Basée sur les légendes bretonnes, cette romance succincte advient dans une parenthèse féérique, un voyage temporel pour le héros jusqu’au Moyen-Âge. Un des fauconniers qui assistent Jeanne s’appelle Hastur, ce qui constitue une occurrence incongrue.
Dans Le paradis du Prophète, l’amour entre un homme et une femme se fait attendre, manquant la Vérité et la Destinée dans l’irréversibilité du temps.
Dans La rue des Quatre-Vents, un vieux peintre reçoit la visite d’un chat misérable qui arbore pourtant une jarretière en soie autour du cou, ce qui le mène à sa propriétaire morte, à une romance avortée.
Dans La rue du premier obus, au milieu d’un groupe d’étudiants et artistes pendant le siège de Paris par les prussiens, Jack Trent est témoin des difficultés de l’époque, de l’amour incertain, du poids du passé et d’un avenir flou, des affres de la guerre mais aussi d’un nouvel espoir.
Dans La rue Notre-Dame-des-Champs, Hastings arrive à Paris de la campagne américaine pudibonde pour étudier la peinture et rencontre la belle Valentine à la vie très libérée.
Dans Rue Barrée, Selby est un nouvel étudiant américain en peinture à Paris et il tombe amoureux d’une mystérieuse pianiste qui se dérobe devant toute tentative de rapprochement, surnommée Rue Barrée par les étudiants au supplice.

Dans Un habitant de Carcosa d’Ambrose Bierce, un homme est perdu dans un désert alors qu’il était alité et fiévreux. Se sentant comme dématérialisé il se demande s’il est mort et finit par constater une translation vers l’avenir. Le lien thématique avec Chambers est manifeste.

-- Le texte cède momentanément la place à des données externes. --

mod validator;

pub use validator::{AudienceMatcher, ClaimsPolicy, validate_claims};

/// Decoded token payload
///
/// Registered claims (`iss`, `sub`, `aud`, `exp`, `nbf`, `iat`, `jti`) sit
/// next to any custom claims; `aud` may be a string or an array of strings.
pub type Claims = serde_json::Map<String, serde_json::Value>;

[15/02/22] Ce livre, au même titre que des œuvres de Edgar Allan Poe, Ambrose Bierce et Arthur Machen, est toujours cité comme une influence majeure pour Howard Phillips Lovecraft. On y débusque certains éléments qui pourront s’épanouir pour former son Panthéon et leur influence terrible sur la réalité.
Pour commencer, Le roi en jaune est un livre maudit au contenu indicible, à la rareté élitiste et aux conséquences fatales. Ensuite, le personnage du roi en jaune est un prototype des Grands Anciens qui s’immiscent dans le réel par les hommes marqués.
Cela concerne la première moitié du recueil, avec ses nouvelles d’un genre fantastique peuplée d’une menace surnaturelle, d’une folie qui rôde. La seconde partie des textes est du domaine du récit de guerre et de la littérature amoureuse narrant la vie d’étudiants en art à Paris.
La poésie est très présente, nichée dans des phrases très longues entre beauté naturelle et horreur remuante.